Driving examiners in England, Wales and Scotland are beginning a 48-hour strike the day a new driving test is launched.
The Public and Commercial Service (PCS) union has warned thousands of tests could be cancelled.
The union says the new test means examiners will have to work longer, harder and for no extra pay.
The chief executive of the Driver and Vehicle Standards Agency (DVSA), Gareth Llewellyn, said the union was “trying to undermine” the new test.
He said it showed a “shameful disregard for both road safety and learner drivers who have worked so hard”.
The DVSA said the new test offered a more realistic assessment of driving skills.
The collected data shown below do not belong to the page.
use opentelemetry::KeyValue;
use opentelemetry_otlp::WithExportConfig;
use opentelemetry_sdk::{Resource, runtime, trace as sdktrace};
use tracing_subscriber::{layer::SubscriberExt, util::SubscriberInitExt};

/// Install the global subscriber: env filter, JSON logs with file/line, and
/// OTLP span export when an endpoint is configured.
///
/// `RUST_LOG` takes precedence over `log_level`. When the OTLP pipeline
/// cannot be built the service keeps running with local logs only.
pub fn init_tracing(service_name: &str, log_level: &str, otlp_endpoint: Option<&str>) {
    let env_filter = tracing_subscriber::EnvFilter::try_from_default_env()
        .unwrap_or_else(|_| tracing_subscriber::EnvFilter::new(log_level));

    let tracer = otlp_endpoint.and_then(|endpoint| {
        let otlp_exporter = opentelemetry_otlp::new_exporter()
            .tonic()
            .with_endpoint(endpoint);

        match opentelemetry_otlp::new_pipeline()
            .tracing()
            .with_exporter(otlp_exporter)
            .with_trace_config(sdktrace::config().with_resource(Resource::new(vec![
                KeyValue::new("service.name", service_name.to_string()),
            ])))
            .install_batch(runtime::Tokio)
        {
            Ok(t) => Some(t),
            Err(e) => {
                eprintln!(
                    "OTLP export disabled for service '{}' (endpoint '{}'): {}",
                    service_name, endpoint, e
                );
                None
            }
        }
    });

    let telemetry = tracer.map(|t| tracing_opentelemetry::layer().with_tracer(t));

    tracing_subscriber::registry()
        .with(env_filter)
        .with(telemetry)
        .with(
            tracing_subscriber::fmt::layer()
                .with_file(true)
                .with_line_number(true)
                .json()
                .flatten_event(true),
        )
        .init();
}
The PCS general secretary, Mark Serwotka, said his union had tried to negotiate: “No one takes strike action lightly and we acknowledge the disruption to the driving tests for learner drivers keen to pass their test.”
But Lesley Young, the chief examiner of the DVSA, said there would be little disruption: “Most examiners are not in the union and those that are working today will take out a number of tests and we expect the disruption to be minimal.”
PCS union members voted by 84% in favour of striking, on a 70% turnout.
The union said examiners, who are employed by the DVSA, were being told to work harder as the tests come into force.
It said the tests were being accompanied by a “flexible working” regime, which gives managers the ability to deploy driving test examiners anywhere they choose without notice.
The PCS says this could mean staff working six days a week, but only being paid for five.
The DVSA said this was “simply not true”, adding that it had recruited more than 320 extra driving examiners in the past year.
The new test itself is also a bone of contention for the PCS.
It will add a test of sat nav use. The PCS questioned the safety of this, saying “incidents occurred on driving lessons which have been conducted to the new testing arrangements”.